In October 2016, Golar Power approved taking a final investment decision on constructing and operating a combined cycle, gas fired, power plant with installed capacity of 1,515 megawatts located in the municipality of Barra dos Coqueiros in the State of Sergipe in Brazil, or the Sergipe Project, thereby enabling Centrals Electricas de Sergipe S.A., or CELSE, to enter into a lump-sum turnkey EPC agreement with General Electric to build, maintain and operate the Sergipe Project. The EPC contract provides for the payment of a fixed sum for delivery by General Electric, which lays financial risk with the contractor. The scope of the work includes bringing the power plant to operational status.  In November 2016, CELSE signed a long-term LNG sale and purchase agreement with Ocean LNG Limited for the supply of 1.3 million tons per annum of LNG to CELSE, on an Ex-Ship basis starting in 2020. Ocean LNG Limited is a joint venture company owned by an affiliate of Qatar Petroleum and an affiliate of ExxonMobil. CELSE will use the LNG to feed the Sergipe project.  The capital expenditure for the power station and terminal components of the Sergipe Project, including taxes and financing costs, is estimated at 4.3 billion Brazilian Real equal to approximately $1.4 billion at current exchange rates.  Of this amount, the majority is expected to be funded by CELSE with debt financing.

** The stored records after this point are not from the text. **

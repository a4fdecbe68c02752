pub mod booking;
pub mod executor;
pub mod extract;
pub mod handler;
pub mod registry;

pub use booking::{BookingBackend, BookingRequest};
pub use executor::{Credential, ToolExecutor, ToolOutcome, CREDENTIAL_KEY};
pub use extract::{detect, extract, parse, Extraction, ToolCall};
pub use handler::{ToolDef, ToolDescriptor, ToolHandler};
pub use registry::{ToolCatalog, ToolRegistry};
//! Turns axum's multipart extractor into [`UploadEvent`]s.
//!
//! File parts are spooled into `tmp_dir` as they arrive. The upload pipeline
//! owns every temp file it was told about, so this side only cleans up a file
//! whose `FileBegin` never reached the pipeline.

use std::path::Path;

use axum::extract::Multipart;
use axum::extract::multipart::{Field, MultipartError};
use axum::http::StatusCode;
use futures::SinkExt;
use futures::channel::mpsc::Sender;
use stowage_core::UploadEvent;
use tokio::fs::File;
use tokio::io::AsyncWriteExt;
use tracing::{debug, warn};
use uuid::Uuid;

/// Largest plain form field kept in memory.
pub const MAX_FIELD_SIZE: usize = 64 * 1024;

/// Why pumping stopped early.
enum Stop {
    /// The pipeline dropped its receiver.
    Closed,
    /// The body could not be read.
    Body(MultipartError),
    /// A temp file could not be written.
    Io(std::io::Error),
    /// A part breaks the form limits.
    Malformed(String),
}

impl From<MultipartError> for Stop {
    fn from(err: MultipartError) -> Self {
        Self::Body(err)
    }
}

impl From<std::io::Error> for Stop {
    fn from(err: std::io::Error) -> Self {
        Self::Io(err)
    }
}

/// Reads every part of `multipart`, sending the matching events to `events`.
///
/// Ends with [`UploadEvent::StreamEnd`] on a clean body,
/// [`UploadEvent::ParseError`] on a malformed one and [`UploadEvent::Aborted`]
/// when the client went away or a temp file failed. Returns quietly once the
/// receiver is gone. Dropping the future stops reading the body.
pub async fn pump(mut multipart: Multipart, tmp_dir: &Path, mut events: Sender<UploadEvent>) {
    let mut received = 0u64;
    let last = match pump_parts(&mut multipart, tmp_dir, &mut events, &mut received).await {
        Ok(()) => UploadEvent::StreamEnd,
        Err(Stop::Closed) => return,
        Err(Stop::Body(err)) if err.status() == StatusCode::BAD_REQUEST => {
            UploadEvent::ParseError(err.body_text())
        }
        Err(Stop::Body(err)) => {
            debug!(error = %err, received, "Request body interrupted");
            UploadEvent::Aborted
        }
        Err(Stop::Io(err)) => {
            warn!(error = %err, "Failed to spool upload");
            UploadEvent::Aborted
        }
        Err(Stop::Malformed(msg)) => UploadEvent::ParseError(msg),
    };
    let _ = events.send(last).await;
}

async fn pump_parts(
    multipart: &mut Multipart,
    tmp_dir: &Path,
    events: &mut Sender<UploadEvent>,
    received: &mut u64,
) -> Result<(), Stop> {
    while let Some(field) = multipart.next_field().await? {
        let name = field.name().unwrap_or_default().to_string();
        match field.file_name().map(str::to_string) {
            Some(file_name) => spool_file(field, name, file_name, tmp_dir, events, received).await?,
            None => {
                let value = read_text(field, events, received).await?;
                send(events, UploadEvent::Field { name, value }).await?;
            }
        }
    }
    Ok(())
}

async fn spool_file(
    mut field: Field<'_>,
    name: String,
    file_name: String,
    tmp_dir: &Path,
    events: &mut Sender<UploadEvent>,
    received: &mut u64,
) -> Result<(), Stop> {
    let temp_path = tmp_dir.join(format!("upload_{}", Uuid::new_v4().simple()));
    let mut file = File::create(&temp_path).await?;

    let begin = UploadEvent::FileBegin {
        field: name,
        file_name,
        content_type: field.content_type().map(str::to_string),
        temp_path: temp_path.clone(),
    };
    if events.send(begin).await.is_err() {
        drop(file);
        remove_orphan(&temp_path).await;
        return Err(Stop::Closed);
    }

    let mut size = 0u64;
    while let Some(chunk) = field.chunk().await? {
        file.write_all(&chunk).await?;
        size += chunk.len() as u64;
        *received += chunk.len() as u64;
        send(events, progress(*received)).await?;
    }
    file.flush().await?;
    drop(file);

    send(events, UploadEvent::FileComplete { temp_path, size }).await
}

/// Collects a plain form field, reporting progress per chunk.
async fn read_text(
    mut field: Field<'_>,
    events: &mut Sender<UploadEvent>,
    received: &mut u64,
) -> Result<String, Stop> {
    let mut value = Vec::new();
    while let Some(chunk) = field.chunk().await? {
        if value.len() + chunk.len() > MAX_FIELD_SIZE {
            return Err(Stop::Malformed(format!(
                "form field exceeds {MAX_FIELD_SIZE} bytes"
            )));
        }
        value.extend_from_slice(&chunk);
        *received += chunk.len() as u64;
        send(events, progress(*received)).await?;
    }
    Ok(String::from_utf8_lossy(&value).into_owned())
}

async fn send(events: &mut Sender<UploadEvent>, event: UploadEvent) -> Result<(), Stop> {
    events.send(event).await.map_err(|_| Stop::Closed)
}

fn progress(bytes_received: u64) -> UploadEvent {
    UploadEvent::Progress { bytes_received }
}

async fn remove_orphan(path: &Path) {
    if let Err(err) = tokio::fs::remove_file(path).await {
        warn!(path = %path.display(), error = %err, "Failed to remove temp file");
    }
}
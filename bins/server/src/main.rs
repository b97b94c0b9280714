//! Stowage upload server
//!
//! Main entry point: loads configuration, builds every configured storage
//! transport and serves the files API.

use tokio::net::TcpListener;
use tracing::info;
use tracing_subscriber::{layer::SubscriberExt, util::SubscriberInitExt};

use stowage_api::{AppState, create_router};
use stowage_core::UploadService;
use stowage_core::transport;
use stowage_core::upload::UploadPolicy;
use stowage_shared::AppConfig;

#[tokio::main]
async fn main() -> anyhow::Result<()> {
    // Load environment variables from .env file
    dotenvy::dotenv().ok();

    tracing_subscriber::registry()
        .with(
            tracing_subscriber::EnvFilter::try_from_default_env()
                .unwrap_or_else(|_| "stowage=debug,tower_http=debug".into()),
        )
        .with(tracing_subscriber::fmt::layer())
        .init();

    let config = AppConfig::load()?;
    config.validate()?;
    config.prepare_directories()?;

    let transports = transport::from_config(&config.storages, &config.upload)?;
    for (index, provider) in config.storages.iter().enumerate() {
        info!(
            transport = provider.name(),
            reporting = index == 0,
            "Storage transport configured"
        );
    }

    let policy = UploadPolicy::from_config(&config.upload)?;
    let uploads = UploadService::new(transports, policy)?;
    let state = AppState::new(
        uploads,
        config.upload.tmp_dir.clone(),
        &config.upload.upload_url,
        config.upload.use_ssl,
    );

    let app = create_router(state);

    let addr = format!("{}:{}", config.server.host, config.server.port);
    let listener = TcpListener::bind(&addr).await?;
    info!(upload_url = %config.upload.upload_url, "Server listening on {}", addr);

    axum::serve(listener, app).await?;

    Ok(())
}
//! Derived image versions (thumbnails and other resize targets).
//!
//! The original is decoded once; every version spec is resized and
//! re-encoded on the blocking pool concurrently, and a failing version never
//! aborts its siblings.

mod engine;
mod error;

pub use engine::{Dimensions, RenderedVersion, VersionBatch, generate_versions, resolve_dimensions};
pub use error::VersionError;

In addition, Golar Power has also recently increased its ownership in the Sergipe Project from 25% to 50% by acquiring additional interests in CELSE. The final price to be paid by Golar Power for the shares in CELSE, a Brazilian corporation, will depend on the performance of the project, and the structure includes an option, which if exercised, limits the price to $50 million. In January 2017, we and Stonepeak Infrastructure Partners, each made capital contributions of approximately $20 million in Golar Power.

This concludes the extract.